The House Girl by Tara Conklin

Fun Stuff for Your Blog via pureimaginationblog.comSlipping Back in Time and Forward Again:

Conklin weaves her narrative forward and backwards between Josephine’s world in the mid to late 1800s, and Lina’s in the present day, given us the full force of each woman’s plight as their individual circumstances start to unfold. Josephine is not a free slave when the story begins, as she earnestly wants to run to freedom and enter into a new life she has dared not allow herself to imagine. Her sole friend and confidante was Lottie, a woman of passionate faith mixed with an indomitable spirit despite the hardship of loss she has suffered. The two women forged a friendship which consoled Josephine as the years waxed onward. Their lives were always interrupted by the absence of sold-off slaves, of whom they had grown attached too and suddenly never knew what had become of them next. The worst part of their lives was the broken connections between friends, family, and offspring. No living histories could be formed in other words, which led many to question and wonder what ever became of anyone they had ever known.

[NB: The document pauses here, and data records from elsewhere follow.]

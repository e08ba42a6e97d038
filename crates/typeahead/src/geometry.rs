//! Basic geometry types used to place the dropdown.
//!
//! Coordinates are logical pixels with the origin at the top-left corner and
//! `y` growing downwards, matching every mainstream GUI toolkit.

/// A point in 2D space.
#[derive(Debug, Clone, Copy, PartialEq, Default)]
pub struct Point {
    pub x: f32,
    pub y: f32,
}

impl Point {
    /// Create a new point.
    #[inline]
    pub const fn new(x: f32, y: f32) -> Self {
        Self { x, y }
    }

    /// The origin point (0, 0).
    pub const ZERO: Self = Self { x: 0.0, y: 0.0 };

    /// Translate the point by the given offset.
    #[inline]
    pub fn offset(self, dx: f32, dy: f32) -> Self {
        Self {
            x: self.x + dx,
            y: self.y + dy,
        }
    }
}

impl From<(f32, f32)> for Point {
    fn from((x, y): (f32, f32)) -> Self {
        Self { x, y }
    }
}

/// A size in 2D space (width and height).
#[derive(Debug, Clone, Copy, PartialEq, Default)]
pub struct Size {
    pub width: f32,
    pub height: f32,
}

impl Size {
    /// Create a new size.
    #[inline]
    pub const fn new(width: f32, height: f32) -> Self {
        Self { width, height }
    }

    /// Zero size.
    pub const ZERO: Self = Self {
        width: 0.0,
        height: 0.0,
    };

    /// Check if the size has zero area.
    #[inline]
    pub fn is_empty(&self) -> bool {
        self.width <= 0.0 || self.height <= 0.0
    }
}

/// A rectangle defined by origin and size.
#[derive(Debug, Clone, Copy, PartialEq, Default)]
pub struct Rect {
    pub origin: Point,
    pub size: Size,
}

impl Rect {
    /// Create a new rectangle from origin and size.
    #[inline]
    pub const fn new(x: f32, y: f32, width: f32, height: f32) -> Self {
        Self {
            origin: Point { x, y },
            size: Size { width, height },
        }
    }

    /// Empty rectangle at origin.
    pub const ZERO: Self = Self {
        origin: Point::ZERO,
        size: Size::ZERO,
    };

    /// Left edge x coordinate.
    #[inline]
    pub fn left(&self) -> f32 {
        self.origin.x
    }

    /// Top edge y coordinate.
    #[inline]
    pub fn top(&self) -> f32 {
        self.origin.y
    }

    /// Right edge x coordinate.
    #[inline]
    pub fn right(&self) -> f32 {
        self.origin.x + self.size.width
    }

    /// Bottom edge y coordinate.
    #[inline]
    pub fn bottom(&self) -> f32 {
        self.origin.y + self.size.height
    }

    /// Width of the rectangle.
    #[inline]
    pub fn width(&self) -> f32 {
        self.size.width
    }

    /// Height of the rectangle.
    #[inline]
    pub fn height(&self) -> f32 {
        self.size.height
    }

    /// Bottom-left corner.
    #[inline]
    pub fn bottom_left(&self) -> Point {
        Point {
            x: self.left(),
            y: self.bottom(),
        }
    }

    /// Check if the rectangle is empty (zero or negative size).
    #[inline]
    pub fn is_empty(&self) -> bool {
        self.size.is_empty()
    }

    /// Check if a point is inside the rectangle.
    #[inline]
    pub fn contains(&self, point: Point) -> bool {
        point.x >= self.left()
            && point.x < self.right()
            && point.y >= self.top()
            && point.y < self.bottom()
    }

    /// Translate the rectangle by the given offset.
    #[inline]
    pub fn offset(&self, dx: f32, dy: f32) -> Rect {
        Rect {
            origin: self.origin.offset(dx, dy),
            size: self.size,
        }
    }
}
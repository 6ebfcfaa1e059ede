// Library root. Modules are public so integration tests can drive them.

pub mod action;
pub mod api;
pub mod app;
pub mod config;
pub mod db;
pub mod error;
pub mod logging;
pub mod player;
pub mod playlist;
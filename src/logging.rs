// File-based logging via tracing. Writes to ~/.local/share/tunefeed/tunefeed.log.

use tracing_appender::rolling;
use tracing_subscriber::{fmt, prelude::*, EnvFilter};

pub fn init() -> anyhow::Result<()> {
    let data_dir = dirs::data_dir()
        .unwrap_or_else(|| std::path::PathBuf::from("."))
        .join("tunefeed");
    std::fs::create_dir_all(&data_dir)?;

    let file_appender = rolling::never(&data_dir, "tunefeed.log");
    let (non_blocking, guard) = tracing_appender::non_blocking(file_appender);

    tracing_subscriber::registry()
        .with(fmt::layer().with_writer(non_blocking).with_ansi(false))
        .with(EnvFilter::from_default_env().add_directive("tunefeed=debug".parse()?))
        .init();

    // Leak the guard so the file writer stays open for the whole program.
    std::mem::forget(guard);
    Ok(())
}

Lina on the other hand, is caught between where her life has led her and where her heart is leading her to go next. She is harbouring deep seeded anguish murmuring from her past into her present, as she attempts to break free once and for all. She has closed her heart to seeking out a way to let love back into her life as she has walled herself against being close to anyone who could bring her discomfort or loss. What she wasn’t realising is that a life without love is a sure way to live a half-fulfilled life which would only bring regret in the end. The ability to make two cornerstone eras reminiscent through narrative, dialogue, and elemental knowledge of the eras themselves is a nodding to how Conklin fuses the story within the time setting of The House Girl. She diverts your mind from realising there is a time slip happening as you shift further into the folds of the novel, soaking in the natural world through Josephine’s eyes and taking in the repulsive angst of a reparations case in Lina’s. Whichever setting you find yourself present in per chapter you’re not in your current time and place, but rather are living through the spirit and eyes of Conklin’s lead heroines. As for me, both Josephine and Lina are heroines in their own rights, having transcended everything that was holding them back.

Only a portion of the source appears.